Tackling global inequality through research

June 21, 2016

Since 1912, social scientists have used the Gini coefficient as the most common measure of global inequality. The coefficient uses the income distribution of a nation as a key indicator of economic and social disparity.

Gini coefficient world map

More than a century after its creation, however, this model can no longer offer a complete and accurate picture of how wealth and power are distributed. In a world where global financial markets operate outside national borders, wealth concealment is a multi-billion dollar international industry, and one percent of people own half the world’s wealth, it’s clear that newer, more advanced methods are needed to properly study and solve global inequality.
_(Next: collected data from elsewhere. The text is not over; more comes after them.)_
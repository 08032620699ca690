//! Print sinks: where admitted messages end up.

use std::io::{self, Write};
use std::sync::Mutex;

use colored::{Color, Colorize};

use crate::core::facade::DEFAULT_ASSERT_MESSAGE;
use crate::core::record::{SceneObject, Severity};

pub trait PrintSink: Send + Sync {
    fn print(&self, severity: Severity, message: &str, context: Option<&dyn SceneObject>);
}

fn severity_color(severity: Severity) -> Color {
    match severity {
        Severity::Info => Color::TrueColor { r: 190, g: 190, b: 200 },
        Severity::Warning => Color::TrueColor { r: 255, g: 240, b: 0 },
        Severity::Error => Color::TrueColor { r: 255, g: 60, b: 60 },
        Severity::Assert => Color::TrueColor { r: 225, g: 0, b: 180 },
    }
}

/// Timestamped lines on stderr.
#[derive(Clone, Debug)]
pub struct ConsoleSink {
    color: bool,
}

impl Default for ConsoleSink {
    fn default() -> Self {
        Self { color: true }
    }
}

impl ConsoleSink {
    pub fn new(color: bool) -> Self {
        Self { color }
    }

    pub fn render(&self, severity: Severity, message: &str, context: Option<&dyn SceneObject>) -> String {
        let stamp = chrono::Local::now().format("%H:%M:%S");
        let tag = format!("{:<7}", severity.as_str());
        let suffix = context.map(|c| format!(" ({})", c.name())).unwrap_or_default();
        if self.color {
            format!(
                "{} {} {}{}",
                stamp.to_string().dimmed(),
                tag.color(severity_color(severity)).bold(),
                message,
                suffix.dimmed()
            )
        } else {
            format!("{stamp} {tag} {message}{suffix}")
        }
    }
}

impl PrintSink for ConsoleSink {
    fn print(&self, severity: Severity, message: &str, context: Option<&dyn SceneObject>) {
        let line = self.render(severity, message, context);
        // Output errors are ignored; logging must not disturb the caller.
        let _ = writeln!(io::stderr().lock(), "{line}");
    }
}

/// Forwards to whatever `log` implementation the host installed.
#[derive(Clone, Copy, Debug, Default)]
pub struct LogSink;

impl LogSink {
    pub fn level(severity: Severity) -> log::Level {
        match severity {
            Severity::Info => log::Level::Info,
            Severity::Warning => log::Level::Warn,
            Severity::Error | Severity::Assert => log::Level::Error,
        }
    }

    /// Asserts get an `assertion failed:` prefix unless the message already says so.
    pub fn line(severity: Severity, message: &str, context: Option<&dyn SceneObject>) -> String {
        let mut line = match severity {
            Severity::Assert if !message.ends_with(DEFAULT_ASSERT_MESSAGE) => {
                format!("{DEFAULT_ASSERT_MESSAGE}: {message}")
            }
            _ => message.to_string(),
        };
        if let Some(ctx) = context {
            line.push_str(&format!(" ({})", ctx.name()));
        }
        line
    }
}

impl PrintSink for LogSink {
    fn print(&self, severity: Severity, message: &str, context: Option<&dyn SceneObject>) {
        let line = Self::line(severity, message, context);
        log::log!(target: "cutedebug", Self::level(severity), "{line}");
    }
}

#[derive(Clone, Debug, PartialEq, Eq)]
pub struct Record {
    pub severity: Severity,
    pub message: String,
    pub context: Option<String>,
}

/// Keeps everything it receives; used by tests and tooling.
#[derive(Debug, Default)]
pub struct MemorySink {
    records: Mutex<Vec<Record>>,
}

impl MemorySink {
    pub fn new() -> Self {
        Self::default()
    }

    pub fn records(&self) -> Vec<Record> {
        self.records.lock().unwrap_or_else(|p| p.into_inner()).clone()
    }

    pub fn messages(&self) -> Vec<String> {
        self.records().into_iter().map(|r| r.message).collect()
    }

    pub fn take(&self) -> Vec<Record> {
        std::mem::take(&mut *self.records.lock().unwrap_or_else(|p| p.into_inner()))
    }

    pub fn len(&self) -> usize {
        self.records.lock().unwrap_or_else(|p| p.into_inner()).len()
    }

    pub fn is_empty(&self) -> bool {
        self.len() == 0
    }
}

impl PrintSink for MemorySink {
    fn print(&self, severity: Severity, message: &str, context: Option<&dyn SceneObject>) {
        let record = Record {
            severity,
            message: message.to_string(),
            context: context.map(|c| c.name().to_string()),
        };
        self.records.lock().unwrap_or_else(|p| p.into_inner()).push(record);
    }
}

#[cfg(test)]
mod tests {
    use super::*;
    use crate::core::record::Named;

    #[test]
    fn plain_console_line_has_tag_message_and_context() {
        let sink = ConsoleSink::new(false);
        let player = Named::new("Player");
        let line = sink.render(Severity::Warning, "[alice] low hp", Some(&player));
        assert!(line.ends_with(" warning [alice] low hp (Player)"), "{line}");
    }

    #[test]
    fn memory_sink_records_in_order() {
        let sink = MemorySink::new();
        sink.print(Severity::Info, "one", None);
        sink.print(Severity::Error, "two", Some(&Named::new("Door")));
        let recs = sink.take();
        assert_eq!(recs.len(), 2);
        assert_eq!(recs[1].context.as_deref(), Some("Door"));
        assert!(sink.is_empty());
    }

    #[test]
    fn log_line_does_not_repeat_default_assert_message() {
        assert_eq!(LogSink::line(Severity::Assert, "assertion failed", None), "assertion failed");
        assert_eq!(LogSink::line(Severity::Assert, "[alice] assertion failed", None), "[alice] assertion failed");
        assert_eq!(LogSink::line(Severity::Assert, "hp was -1", None), "assertion failed: hp was -1");
        let door = Named::new("Door");
        assert_eq!(LogSink::line(Severity::Info, "stuck", Some(&door)), "stuck (Door)");
    }

    #[test]
    fn assert_maps_to_error_level() {
        assert_eq!(LogSink::level(Severity::Assert), log::Level::Error);
        assert_eq!(LogSink::level(Severity::Warning), log::Level::Warn);
    }
}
Seeking to go beyond the Gini coefficient to find a more nuanced and multifaceted understanding of inequality in the world, the Buffett Institute for Global Studies and the Institute for Policy Research (IPR) co-organized the Global Inequality Workshop on May 12-13, 2016. Both research institutes stand to benefit from one another’s strengths—Buffett from IPR’s more policy-relevant mindset, and IPR from Buffett’s wider global focus. 

The 19 faculty presenters from Canada, Denmark, Singapore, the United States, and other countries constituted an interdisciplinary, “academic dream team,” said Bruce Carruthers, director of the Buffett Institute and John D. MacArthur Chair of Sociology.  

“Global inequality is, of course, much bigger than we can tackle in a workshop like this,” Carruthers said. “But there are pieces that we can focus on and attempt to create solutions.”

Global Inequality Workshop at Northwestern

Six panels covered varying perspectives of inequality, starting with a global overview that was followed by discussions of education, health, organizations, labor and compensation, and innovative ways to measure inequality.

“It’s important to be thinking not just about what’s going on in the United States for solutions to the problems plaguing the country, but to also look around the world,” said David Figlio, director of IPR and Orrington Lunt Professor of Education and Social Policy and of Economics. “At the same time, there are US domestic policies that are relevant in other countries.”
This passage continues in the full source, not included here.